Brahms' 1. Klavierkonzert - die CD

Wenn Zimerman spielt, stockt die Zeit, und man kann nicht anders, als den Atem anzuhalten. Dann ist nichts wichtiger als diese Musik, als diese Unmittelbarkeit hinter den Noten. Nur ein scharfsinniger Pianist wie er kann es schaffen, mit einem so oft gehörten, so oft überhörten Stück wie dem 1. Brahms-Klavierkonzert in den Bann zu ziehen.

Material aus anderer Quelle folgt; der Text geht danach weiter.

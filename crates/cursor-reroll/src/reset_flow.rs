//! Reset flow - sequences one full reset run
//!
//! CheckInstalled -> CheckRunning -> (ConfirmClose -> Terminate)? ->
//! PrepareDirs -> Backup -> GenerateIds -> RewriteConfig ->
//! ReportStats -> SuppressUpdates
//!
//! Nothing on disk changes until the editor is confirmed gone: a
//! declined prompt or a failed kill aborts with the filesystem exactly
//! as it was. Updater suppression is the one non-fatal step; by then
//! the reset already happened.

use reroll_core::{
    backup, storage, updater, BackupRecord, DeviceIdentity, PlatformProfile, ProcessController,
    ProcessLister, ResetError,
};
use std::path::PathBuf;
use tracing::{debug, warn};

use crate::output;
use crate::prompt::ConfirmGate;

/// Steps of the flow, in execution order
#[derive(Debug, Clone, Copy, PartialEq, Eq)]
pub enum ResetStep {
    CheckInstalled,
    CheckRunning,
    ConfirmClose,
    Terminate,
    PrepareDirs,
    Backup,
    GenerateIds,
    RewriteConfig,
    ReportStats,
    SuppressUpdates,
}

impl ResetStep {
    pub fn as_str(&self) -> &'static str {
        match self {
            ResetStep::CheckInstalled => "check-installed",
            ResetStep::CheckRunning => "check-running",
            ResetStep::ConfirmClose => "confirm-close",
            ResetStep::Terminate => "terminate",
            ResetStep::PrepareDirs => "prepare-dirs",
            ResetStep::Backup => "backup",
            ResetStep::GenerateIds => "generate-ids",
            ResetStep::RewriteConfig => "rewrite-config",
            ResetStep::ReportStats => "report-stats",
            ResetStep::SuppressUpdates => "suppress-updates",
        }
    }
}

/// What happened to the updater at the end of a run
#[derive(Debug, Clone, PartialEq, Eq)]
pub enum UpdaterOutcome {
    Suppressed,
    /// Suppression failed; the reset itself still counts as complete
    Failed(String),
}

/// Everything a completed run produced
#[derive(Debug, Clone)]
pub struct ResetReport {
    pub storage_path: PathBuf,
    /// None when there was no storage file to back up
    pub backup: Option<BackupRecord>,
    pub identity: DeviceIdentity,
    /// Backups next to the storage file after this run, newest first
    pub history: Vec<BackupRecord>,
    pub updater: UpdaterOutcome,
}

/// Outcome of a run that did not error out
#[derive(Debug)]
pub enum ResetOutcome {
    Completed(ResetReport),
    /// User said no at the confirmation prompt; nothing was touched
    Declined,
}

/// Drives one reset run over an injected process lister and gate
pub struct ResetFlow<L: ProcessLister> {
    profile: PlatformProfile,
    controller: ProcessController<L>,
    gate: Box<dyn ConfirmGate>,
}

impl<L: ProcessLister> ResetFlow<L> {
    pub fn new(
        profile: PlatformProfile,
        controller: ProcessController<L>,
        gate: Box<dyn ConfirmGate>,
    ) -> Self {
        Self {
            profile,
            controller,
            gate,
        }
    }

    pub fn run(&mut self) -> Result<ResetOutcome, ResetError> {
        self.step(ResetStep::CheckInstalled);
        if !self
            .profile
            .install_check_paths
            .iter()
            .any(|path| path.exists())
        {
            return Err(ResetError::NotInstalled);
        }

        self.step(ResetStep::CheckRunning);
        let running = self.controller.matches()?;
        if !running.is_empty() {
            self.step(ResetStep::ConfirmClose);
            if !self.gate.confirm_close(&running)? {
                return Ok(ResetOutcome::Declined);
            }

            self.step(ResetStep::Terminate);
            self.controller.terminate()?;
            output::ok("Cursor closed");
        }

        self.step(ResetStep::PrepareDirs);
        storage::ensure_parent(&self.profile.storage_path)?;

        self.step(ResetStep::Backup);
        let backup = if self.profile.storage_path.exists() {
            let record = backup::snapshot(&self.profile.storage_path)?;
            output::ok(&format!("backup created: {}", record.file_name));
            Some(record)
        } else {
            output::note("no storage file yet; nothing to back up");
            None
        };

        self.step(ResetStep::GenerateIds);
        let identity = DeviceIdentity::generate();

        self.step(ResetStep::RewriteConfig);
        let doc = storage::load_or_empty(&self.profile.storage_path);
        let doc = storage::merge_identity(doc, &identity);
        storage::persist(&self.profile.storage_path, &doc)?;
        output::ok("storage.json rewritten with a fresh identity");

        self.step(ResetStep::ReportStats);
        let history = match backup::list_backups(&self.profile.storage_path) {
            Ok(history) => history,
            Err(e) => {
                // the reset already happened; a broken listing only
                // costs the statistics line
                warn!("could not enumerate backups: {}", e);
                Vec::new()
            }
        };

        self.step(ResetStep::SuppressUpdates);
        let updater = match updater::suppress(&self.profile.updater_path) {
            Ok(()) => {
                output::ok("auto-update disabled (placeholder file in place)");
                UpdaterOutcome::Suppressed
            }
            Err(e) => {
                output::warning(&format!("{} (continuing)", e));
                UpdaterOutcome::Failed(e.to_string())
            }
        };

        Ok(ResetOutcome::Completed(ResetReport {
            storage_path: self.profile.storage_path.clone(),
            backup,
            identity,
            history,
            updater,
        }))
    }

    fn step(&self, step: ResetStep) {
        debug!("step: {}", step.as_str());
    }
}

Mit Rattle und den Berliner Philharmonikern hat Zimerman aber auch ein Dreamteam an seiner Seite: die klangliche Präsenz der Details, die dynamischen Feinheiten, das kammermusikalische Gespür für Dialoge im langsamen Satz, all das kommt bestens zur Geltung. Vielleicht ist diese Einspielung einen Hauch versöhnlicher, eine Spur weniger provokant, als man es von einem emotionalen Extremisten wie Zimerman erwartet hätte. Dennoch ist sie ein in satten Klangfarben funkelnder Solitär im Klassik-Angebot, das ansonsten von vorschnell dahingespieltem Mittelmaß überschwemmt wird. Diese Aufnahme ist von bleibendem Wert, das Warten hat sich gelohnt.